Personal information
- Date of birth: August 25, 1963 (age 62)
- Place of birth: Enugu, Nigeria
- Height: 6 ft 0 in (1.83 m)
- Position: Defender

Youth career
- 1982–1986: Boston University Terriers

Senior career*
- Years: Team / Apps / (Gls)
- 1987–1988: Cleveland Force (indoor) / 13 / (0)
- Menem
- 1995: Lowell Blues
- 1995: Boston Storm
- 1996: Cape Cod Crusaders
- 1996–1997: New England Revolution / 49 / (0)
- 1998–1999: Chicago Fire / 52 / (0)
- 2000: Miami Fusion / 13 / (0)

Managerial career
- 2007–: Boston University

= Francis Okaroh =

Nigerian footballer

Francis Okaroh (born August 25, 1963 in Enugu, Nigeria) is a retired Nigerian football (soccer) defender. Playing professionally in the United States, he began his career indoors with the Cleveland Force in 1987-88 before spending five seasons in Major League Soccer (MLS) with the New England Revolution (1996-1997), Chicago Fire (1998-1999) and Miami Fusion (2000). He was a starting defender in the inaugural campaigns for both the Revolution and Fire, winning MLS Cup '98 with the latter. He has been an assistant coach with the men's soccer program at his alma mater Boston University since 2007.

==Player==
===College===
Okaroh played college soccer in the United States at Boston University (BU) from 1982 to 1986. He was a 1986 Second Team All American. He was inducted into the BU Athletic Hall of Fame in 2006.

===Professional===
In November 1987, Okaroh signed with the Cleveland Force of Major Indoor Soccer League. He played only one season with the Force. In 1995, Okaroh played for the amateur Lowell Blues of the Luso-American Soccer Association.

====Major League Soccer====

In 1996, in preparation for the upcoming Major League Soccer season, Okaroh signed with the Cape Cod Crusaders of the USISL. Okaroh was signed by Major League Soccer's New England Revolution on July 22, 1996. He made his Revolution debut on June 23 in a 4-1 loss to the Dallas Burn. Okaroh was a stand-out player and a fixture on the Revolution backline during his time with the club. Nicknamed "The General," Okaroh started twenty matches in the Revolution's inaugural campaign, despite joining mid-way through the season. He was named team defender of the year for the 1996 New England Revolution season (then known as the "Bic Tough Defensive Player of the Year" for sponsorship reasons). In 1997, Okaroh helped the club qualify for the playoffs for the first time in their history, making 29 starts during the regular season, and again being named Revolution Defender of the Year.

On November 4, 1997, Okaroh was taken by the Chicago Fire in the seventh round of the 1997 MLS Expansion Draft.

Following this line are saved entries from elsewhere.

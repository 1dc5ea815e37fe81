use crate::domain::model::{FilterCriteria, LevelFilter};
use serde::{Deserialize, Serialize};

/// Raw report parameters as they arrive from a request or the command line.
#[derive(Debug, Clone, Default, PartialEq, Eq, Serialize, Deserialize)]
pub struct ReportQuery {
    pub skill: Option<String>,
    #[serde(rename = "skillLevel")]
    pub skill_level: Option<String>,
    pub employee: Option<String>,
}

impl ReportQuery {
    pub fn new() -> Self {
        Self::default()
    }

    /// Blank parameters mean "no constraint". The level is parsed once here.
    pub fn to_criteria(&self) -> FilterCriteria {
        FilterCriteria {
            skill_name: non_blank(&self.skill),
            proficiency_level: self.skill_level.as_deref().and_then(LevelFilter::parse),
            employee_name: non_blank(&self.employee),
        }
    }
}

fn non_blank(value: &Option<String>) -> Option<String> {
    value.as_ref().filter(|v| !v.is_empty()).cloned()
}
use crate::domain::model::{EmployeeRef, SkillRecord};
use crate::utils::error::Result;
use async_trait::async_trait;

pub trait Storage: Send + Sync {
    fn read_file(&self, path: &str) -> impl std::future::Future<Output = Result<Vec<u8>>> + Send;
    fn write_file(
        &self,
        path: &str,
        data: &[u8],
    ) -> impl std::future::Future<Output = Result<()>> + Send;
    fn remove_file(&self, path: &str) -> impl std::future::Future<Output = Result<()>> + Send;
}

/// Persistence collaborator: hands out skill records already joined with the
/// employee display name.
#[async_trait]
pub trait SkillRecordSource: Send + Sync {
    async fn fetch_records(&self, employee: Option<&EmployeeRef>) -> Result<Vec<SkillRecord>>;
}

/// Directory collaborator. `Ok(None)` is a normal outcome, not an error.
#[async_trait]
pub trait EmployeeDirectory: Send + Sync {
    async fn find_by_name(&self, name: &str) -> Result<Option<EmployeeRef>>;
}

/// Font-metrics capability the PDF layout needs: width of a string in points.
pub trait TextMeasure {
    fn width_of(&self, text: &str) -> f64;
}

impl<F> TextMeasure for F
where
    F: Fn(&str) -> f64,
{
    fn width_of(&self, text: &str) -> f64 {
        self(text)
    }
}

He then helped the Fire to the 1998 MLS Cup and 1998 U.S. Open Cup double, making 33 appearances across all competitions.

On March 10, 2000, he was traded to the Miami Fusion for Fusion's 2001 second round MLS SuperDraft selection and a conditional draft pick. He made 13 appearances in his sole season with the Fusion before being traded to the MetroStars. He never played for the latter club, and was waived before the 2001 season.

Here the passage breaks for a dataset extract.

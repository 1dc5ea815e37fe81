// Adapters layer: concrete implementations for external systems (storage, datasets, http).

pub mod dataset;
pub mod http;
pub mod storage;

Okaroh made 114 appearances during his MLS career, and never scored a goal. That run ranked him 7th all-time in MLS appearances without recording a goal as of 2009.

==Coach==
In the early 1990s, Okaroh coached the Norwood High School boys' soccer team. Currently, he runs Francis Okaroh's Ultimate Soccer Academy in New Hampton, New Hampshire. In 2007, he became an assistant coach with the Boston University men's soccer team. With his brother Ben, he founded FC Blazers, a youth soccer club based in Massachusetts.

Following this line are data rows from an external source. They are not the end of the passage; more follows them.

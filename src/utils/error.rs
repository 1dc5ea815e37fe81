use thiserror::Error;

#[derive(Error, Debug)]
pub enum ReportError {
    #[error("Zip operation failed: {0}")]
    ZipError(#[from] zip::result::ZipError),

    #[error("API request failed: {0}")]
    ApiError(#[from] reqwest::Error),

    #[error("API returned unexpected status {status} for {endpoint}")]
    ApiStatusError { endpoint: String, status: u16 },

    #[error("CSV processing error: {0}")]
    CsvError(#[from] csv::Error),

    #[error("IO error: {0}")]
    IoError(#[from] std::io::Error),

    #[error("Serialization error: {0}")]
    SerializationError(#[from] serde_json::Error),

    #[error("Configuration error: {message}")]
    ConfigError { message: String },

    #[error("Configuration validation failed for '{field}': {message}")]
    ConfigValidationError { field: String, message: String },

    #[error("Invalid value '{value}' for '{field}': {reason}")]
    InvalidConfigValueError {
        field: String,
        value: String,
        reason: String,
    },

    #[error("Missing required configuration: {field}")]
    MissingConfigError { field: String },

    #[error("Report generation failed: {message}")]
    RenderError { message: String },
}

#[derive(Debug, Clone, Copy, PartialEq, Eq)]
pub enum ErrorCategory {
    Configuration,
    Network,
    DataFormat,
    Storage,
    Rendering,
}

#[derive(Debug, Clone, Copy, PartialEq, Eq, PartialOrd, Ord)]
pub enum ErrorSeverity {
    Medium,
    High,
    Critical,
}

impl ReportError {
    pub fn render(message: impl Into<String>) -> Self {
        Self::RenderError {
            message: message.into(),
        }
    }

    pub fn category(&self) -> ErrorCategory {
        match self {
            ReportError::ConfigError { .. }
            | ReportError::ConfigValidationError { .. }
            | ReportError::InvalidConfigValueError { .. }
            | ReportError::MissingConfigError { .. } => ErrorCategory::Configuration,
            ReportError::ApiError(_) | ReportError::ApiStatusError { .. } => {
                ErrorCategory::Network
            }
            ReportError::CsvError(_) | ReportError::SerializationError(_) => {
                ErrorCategory::DataFormat
            }
            ReportError::IoError(_) | ReportError::ZipError(_) => ErrorCategory::Storage,
            ReportError::RenderError { .. } => ErrorCategory::Rendering,
        }
    }

    pub fn severity(&self) -> ErrorSeverity {
        match self.category() {
            // 網路錯誤通常可以重試
            ErrorCategory::Network => ErrorSeverity::Medium,
            ErrorCategory::Configuration | ErrorCategory::DataFormat => ErrorSeverity::High,
            ErrorCategory::Rendering => ErrorSeverity::High,
            ErrorCategory::Storage => ErrorSeverity::Critical,
        }
    }

    pub fn user_friendly_message(&self) -> String {
        match self {
            ReportError::ApiError(_) | ReportError::ApiStatusError { .. } => {
                "Could not fetch skill records from the remote source".to_string()
            }
            ReportError::SerializationError(_) => {
                "The skill dataset is not valid JSON or has an unexpected shape".to_string()
            }
            ReportError::IoError(e) => format!("File access failed: {}", e),
            ReportError::ConfigError { message } => message.clone(),
            ReportError::ConfigValidationError { field, message } => {
                format!("Invalid configuration in '{}': {}", field, message)
            }
            ReportError::InvalidConfigValueError { field, reason, .. } => {
                format!("Invalid '{}': {}", field, reason)
            }
            ReportError::MissingConfigError { field } => {
                format!("Missing required setting '{}'", field)
            }
            // 產生報表失敗時不透露細節，也不輸出部分檔案
            ReportError::CsvError(_) | ReportError::ZipError(_) | ReportError::RenderError { .. } => {
                "Error generating skill matrix report".to_string()
            }
        }
    }

    pub fn recovery_suggestion(&self) -> &'static str {
        match self.category() {
            ErrorCategory::Configuration => "Check the command line flags and the TOML config file",
            ErrorCategory::Network => "Verify the source URL is reachable and try again",
            ErrorCategory::DataFormat => "Validate the dataset against the expected JSON layout",
            ErrorCategory::Storage => "Check that the output directory exists and is writable",
            ErrorCategory::Rendering => "Re-run with --verbose to see which stage failed",
        }
    }
}

pub type Result<T> = std::result::Result<T, ReportError>;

Francis Okaroh joined the Emmanuel College staff as the Head Women's Soccer Coach, taking over the program in April 2021, leaving after the 2025 season. In his first two seasons with the team, Okaroh led the Saints to a pair of GNAC postseason berths and was named the 2022 GNAC Women's Soccer Coach of the Year. He coached the 2022 GNAC Rookie of the Year, the 2022 GNAC Goalkeeper of the Year and the 2021 GNAC Defensive Player of the Year while having eight members honored on the GNAC All-Conference squad.